Issue #5, Summer 2007

When in Doubt

Thanks to Bush, doubt is back in American politics. But which form of doubt is right for progressives Ã’ and good for America?

George W. Bush’s stubborn certitudes–about Iraq, about executive power, about the readiness of peoples everywhere to embrace democracy–have created a bull market for doubt, not least among conservatives. While there is still no shortage of assured conviction in American politics, it has become intellectually fashionable to place doubt at the heart of one’s political principles. Atlantic senior editor Andrew Sullivan has filled his blog–and his most recent book–with a call for a renewed place for doubt in conservative politics, drawing on everyone from Socrates to the twentieth-century British philosopher Michael Oakeshott. Likewise, many liberals, and in particular those hawks left soul-searching by their erstwhile support for the Iraq war, have turned to ancestral liberal doubters, most notably the theologian Reinhold Niebuhr, for intellectual succor.

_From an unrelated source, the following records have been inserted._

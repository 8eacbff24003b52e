//! SQL schema for the Dahan SQLite store.
//!
//! Executed on every open. `PRAGMA foreign_keys` is per-connection, so it has
//! to be re-applied each time anyway.

/// Full schema DDL; idempotent thanks to `CREATE TABLE IF NOT EXISTS`.
pub const SCHEMA: &str = "
PRAGMA journal_mode = WAL;
PRAGMA foreign_keys = ON;

-- One row per recorded game. Never updated once written.
CREATE TABLE IF NOT EXISTS games_fact (
    game_id         INTEGER PRIMARY KEY AUTOINCREMENT,
    game_difficulty INTEGER,
    game_win        INTEGER,         -- 1 = win, 0 = loss
    game_cards      INTEGER,
    game_dahan      INTEGER,
    game_blight     INTEGER,
    game_score      INTEGER,         -- difficulty + cards + dahan + blight
    game_info       TEXT
);

-- Spirit x adversary x scenario expansion of a game.
-- Dimension ids are not foreign keys: a refresh recreates dimension rows.
-- A negative dimension id is a reference retired by a refresh.
CREATE TABLE IF NOT EXISTS events_fact (
    event_id        INTEGER PRIMARY KEY AUTOINCREMENT,
    game_id         INTEGER NOT NULL,
    spirit_id       INTEGER NOT NULL,
    aspect_id       INTEGER,
    adversary_id    INTEGER,
    adversary_level INTEGER,
    scenario_id     INTEGER,
    FOREIGN KEY (game_id) REFERENCES games_fact(game_id) ON DELETE CASCADE
);

CREATE TABLE IF NOT EXISTS spirits_dim (
    spirit_id    INTEGER PRIMARY KEY AUTOINCREMENT,
    spirit_name  TEXT NOT NULL UNIQUE,
    complexity   TEXT,
    spirit_image TEXT,
    nemesis_name TEXT
);

CREATE TABLE IF NOT EXISTS aspects_dim (
    aspect_id    INTEGER PRIMARY KEY AUTOINCREMENT,
    aspect_name  TEXT NOT NULL UNIQUE,
    spirit_id    INTEGER,            -- NULL = orphaned, never offered
    aspect_image TEXT
);

CREATE TABLE IF NOT EXISTS adversaries_dim (
    adversary_id    INTEGER PRIMARY KEY AUTOINCREMENT,
    adversary_name  TEXT NOT NULL UNIQUE,
    adversary_image TEXT,
    nemesis_name    TEXT
);

CREATE TABLE IF NOT EXISTS scenarios_dim (
    scenario_id         INTEGER PRIMARY KEY AUTOINCREMENT,
    scenario_name       TEXT NOT NULL UNIQUE,
    scenario_difficulty INTEGER,
    scenario_image      TEXT
);

CREATE INDEX IF NOT EXISTS events_game_idx ON events_fact(game_id);

PRAGMA user_version = 1;
";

This quest for alternatives to dogmatism has led in three directions. The first is toward common sense doubt–a renewed focus on the incompleteness and indeterminacy of data, and also on the vagaries of human judgment. The second is toward skeptical doubt–a comprehensive stance questioning the availability of any final and definitive truth. The third path leads to moral doubt–the suspicion, grounded in psychology or religion, that the actual motives of individuals and nations are never pure and that the announced motives are always in some measure self-serving. All three have their intellectual adherents; but it is moral doubt that is most needed to re-establish balance within our government and American authority and respect throughout the world.

Three Types of Doubt

We need not tarry long on the first kind of doubt. In the wake of gross errors of fact (weapons of mass destruction in Iraq) and judgment (Iraq’s readiness for a democratic transition), the case for ensuring that all perspectives are given a fair opportunity to be heard in policy deliberations is compelling, indeed crashingly obvious. Every generation, it seems, must re-learn the dangers of “groupthink”: the temptation to fit facts to pre-established judgments and to marginalize unwelcome dissent. Common sense doubt is neither liberal nor conservative; it is an antidote to ideologically driven policymaking of every stripe.

Skeptical Doubt More noteworthy is the conservative reconsideration of skeptical doubt. In his recent book The Conservative Soul: How We Lost It, How to Get It Back, Sullivan deploys a philosophical tradition extending from Socrates through Montaigne to Oakeshott against the “politics of certitude,” which he describes as the infusion of the “fundamentalist mindset” into the contemporary Republican Party and the presidency of George W. Bush. Socrates questioned everything, demonstrating, in Sullivan’s words, “the fundamental incompatibility of certainty with humanity; of philosophy with politics; of ideas with practice.” Montaigne, likewise, observed the myriad ways in which arrogance and presumption warp human judgment and lead us to make claims about heaven and earth that we cannot justify. And Oakeshott was a critic of “rationalism” in human life; in both morals and politics, he taught, the heart of the matter is sound practice, not true doctrine, and sound practice is the sort of thing one learns not by reading, but by doing. The best political alternative to bad theory is not better theory, but rather no theory.

This is all very British–not surprising, given that Sullivan was born and raised in England. The question is whether it can work in America, or anywhere else, for that matter. Sullivan declares, sensibly enough, that the “need to conserve” is the “essence of any conservatism.” But he fails to draw the obvious inference, that conservatism will therefore be a local matter. And this is an important transnational point–because Great Britain and the United States have different national traditions, the substance of what British and American conservatives seek to conserve will differ accordingly. Because the idea of “inalienable rights,” which Sullivan spurns as pertaining to liberalism rather than conservatism, is woven into American tradition but not the British, it would be surprising if American conservatives did not rise to its defense, as many do.

This failure to understand the way creed and tradition interpenetrate American politics generates all manner of difficulties. For one, it leads Sullivan to mischaracterize Abraham Lincoln as pursuing, Oakeshott-like, the “intimations” of the Civil War as he acted to free the slaves, overlooking what Lincoln himself had said on the eve of that conflict: “All honor to Jefferson–to the man who, in the concrete pressure of a struggle for national independence by a single people, had the coolness, forecast, and capacity to introduce into a merely revolutionary document, an abstract idea, applicable to all men and all times.” For another, it leads Sullivan to mischaracterize the U.S. Constitution as being about only means and procedures, overlooking the Preamble, which declares in no uncertain terms what the Constitution’s purposes are and what they are not (the blessings of liberty but not the promotion of virtue; the common defense and general welfare but not the inculcation of the One True Faith, and so forth).